[Stored data]
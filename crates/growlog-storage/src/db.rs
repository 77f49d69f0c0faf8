//! Database connection management.
//!
//! Wraps a single rusqlite Connection in a Mutex for thread-safe access.
//! Configures WAL mode and recommended PRAGMAs on initialization.

use std::path::Path;
use std::sync::Mutex;

use rusqlite::Connection;
use tracing::info;

use growlog_core::error::GrowlogError;

use crate::migrations;

/// Thread-safe SQLite database wrapper.
///
/// The connection is wrapped in a Mutex since rusqlite Connection is not
/// Sync. Every repository call holds the lock for one short statement.
pub struct Database {
    conn: Mutex<Connection>,
}

impl Database {
    /// Open (or create) a database at the given path.
    ///
    /// Configures WAL mode, synchronous=NORMAL, foreign keys, and runs
    /// all pending migrations.
    pub fn new(path: &Path) -> Result<Self, GrowlogError> {
        if let Some(parent) = path.parent() {
            if !parent.as_os_str().is_empty() {
                std::fs::create_dir_all(parent)?;
            }
        }

        let conn = Connection::open(path)
            .map_err(|e| GrowlogError::Storage(format!("Failed to open database: {}", e)))?;

        conn.execute_batch(
            "PRAGMA journal_mode = WAL;
             PRAGMA synchronous = NORMAL;
             PRAGMA foreign_keys = ON;",
        )
        .map_err(|e| GrowlogError::Storage(format!("Failed to set pragmas: {}", e)))?;

        info!("Database opened at {}", path.display());

        let db = Self {
            conn: Mutex::new(conn),
        };
        db.with_conn(migrations::run_migrations)?;
        Ok(db)
    }

    /// Open an in-memory database (for testing).
    pub fn in_memory() -> Result<Self, GrowlogError> {
        let conn = Connection::open_in_memory()
            .map_err(|e| GrowlogError::Storage(format!("Failed to open in-memory db: {}", e)))?;

        conn.execute_batch("PRAGMA foreign_keys = ON;")
            .map_err(|e| GrowlogError::Storage(format!("Failed to set pragmas: {}", e)))?;

        let db = Self {
            conn: Mutex::new(conn),
        };
        db.with_conn(migrations::run_migrations)?;
        Ok(db)
    }

    /// Execute a closure with a reference to the underlying connection.
    ///
    /// The mutex is held for the duration of the closure.
    pub fn with_conn<F, T>(&self, f: F) -> Result<T, GrowlogError>
    where
        F: FnOnce(&Connection) -> Result<T, GrowlogError>,
    {
        let conn = self
            .conn
            .lock()
            .map_err(|e| GrowlogError::Storage(format!("Database lock poisoned: {}", e)))?;
        f(&conn)
    }
}

impl std::fmt::Debug for Database {
    fn fmt(&self, f: &mut std::fmt::Formatter<'_>) -> std::fmt::Result {
        f.debug_struct("Database").finish()
    }
}
//! CLI argument definitions for the Growlog server.
//!
//! Uses `clap` with derive macros for ergonomic argument parsing.
//! Priority resolution: CLI args > env vars > config file > defaults.

use clap::Parser;
use std::path::PathBuf;

use growlog_core::config::GrowlogConfig;

/// Default config file, relative to the working directory.
const DEFAULT_CONFIG_FILE: &str = "growlog.toml";

/// Growlog - a REST API for todos, reflections, emotions and daily logs.
#[derive(Parser, Debug)]
#[command(name = "growlog", version, about)]
pub struct CliArgs {
    /// Path to the configuration file.
    #[arg(short = 'c', long = "config")]
    pub config: Option<PathBuf>,

    /// API server port.
    #[arg(short = 'p', long = "port")]
    pub port: Option<u16>,

    /// Bind address.
    #[arg(long = "host")]
    pub host: Option<String>,

    /// SQLite database file.
    #[arg(short = 'd', long = "database")]
    pub database: Option<PathBuf>,

    /// Log level or filter directive (trace, debug, info, warn, error).
    #[arg(short = 'l', long = "log-level")]
    pub log_level: Option<String>,
}

impl CliArgs {
    /// Resolve the configuration file path.
    ///
    /// Priority: --config flag > GROWLOG_CONFIG env var > ./growlog.toml.
    pub fn resolve_config_path(&self) -> PathBuf {
        self.resolve_config_path_with(std::env::var("GROWLOG_CONFIG").ok())
    }

    fn resolve_config_path_with(&self, env_value: Option<String>) -> PathBuf {
        if let Some(ref p) = self.config {
            return p.clone();
        }
        if let Some(p) = env_value.filter(|p| !p.is_empty()) {
            return PathBuf::from(p);
        }
        PathBuf::from(DEFAULT_CONFIG_FILE)
    }

    /// Apply flag overrides on top of the file and environment values.
    pub fn apply_overrides(&self, config: &mut GrowlogConfig) {
        if let Some(port) = self.port {
            config.server.port = port;
        }
        if let Some(ref host) = self.host {
            config.server.host = host.clone();
        }
        if let Some(ref database) = self.database {
            config.storage.database_path = database.to_string_lossy().to_string();
        }
        if let Some(ref level) = self.log_level {
            config.general.log_level = level.clone();
        }
    }
}
//! Application state shared across all route handlers.
//!
//! AppState holds the configuration, the database and the repositories built
//! on it, and the token keys. It is passed to handlers via axum's State
//! extractor.

use std::sync::Arc;
use std::time::Instant;

use tracing::warn;

use growlog_core::config::GrowlogConfig;
use growlog_storage::{
    Database, EmotionRepository, QueryService, ReflectionRepository, TodoRepository,
    UserRepository,
};

use crate::auth::{generate_secret, Passwords, TokenKeys};

/// Shared application state.
///
/// All fields are cheap to clone; nothing here is mutated after startup.
#[derive(Clone, Debug)]
pub struct AppState {
    /// Application configuration, fixed at startup.
    pub config: Arc<GrowlogConfig>,
    /// SQLite database for persistent storage.
    pub database: Arc<Database>,
    pub users: UserRepository,
    pub todos: TodoRepository,
    pub reflections: ReflectionRepository,
    pub emotions: EmotionRepository,
    pub queries: QueryService,
    /// JWT signing and verification keys.
    pub keys: Arc<TokenKeys>,
    pub passwords: Arc<Passwords>,
    /// Server start time for uptime calculation.
    pub start_time: Instant,
}

impl AppState {
    /// Create a new AppState from the configuration and an open database.
    ///
    /// Without a configured JWT secret a random one is generated, so issued
    /// tokens stop verifying after a restart.
    pub fn new(config: GrowlogConfig, database: Database) -> Self {
        let secret = match &config.auth.jwt_secret {
            Some(secret) => secret.clone(),
            None => {
                warn!("No JWT secret configured; generated a random one for this process");
                generate_secret()
            }
        };
        let keys = TokenKeys::new(&secret, config.auth.token_ttl_secs);
        let database = Arc::new(database);

        Self {
            config: Arc::new(config),
            users: UserRepository::new(Arc::clone(&database)),
            todos: TodoRepository::new(Arc::clone(&database)),
            reflections: ReflectionRepository::new(Arc::clone(&database)),
            emotions: EmotionRepository::new(Arc::clone(&database)),
            queries: QueryService::new(Arc::clone(&database)),
            database,
            keys: Arc::new(keys),
            passwords: Arc::new(Passwords::new()),
            start_time: Instant::now(),
        }
    }
}
#[tokio::test]
async fn test_docs_off_by_default_in_production() {
    let mut config = test_config();
    config.server.environment = "production".to_string();
    let resp = make_app_with(config)
        .oneshot(get("/api-docs", None))
        .await
        .unwrap();
    assert_eq!(resp.status(), StatusCode::NOT_FOUND);
}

## [Work required]
Tally the lines in the records above that contain the word "migrations". Write the number and nothing else.

## [Answer to this task]
4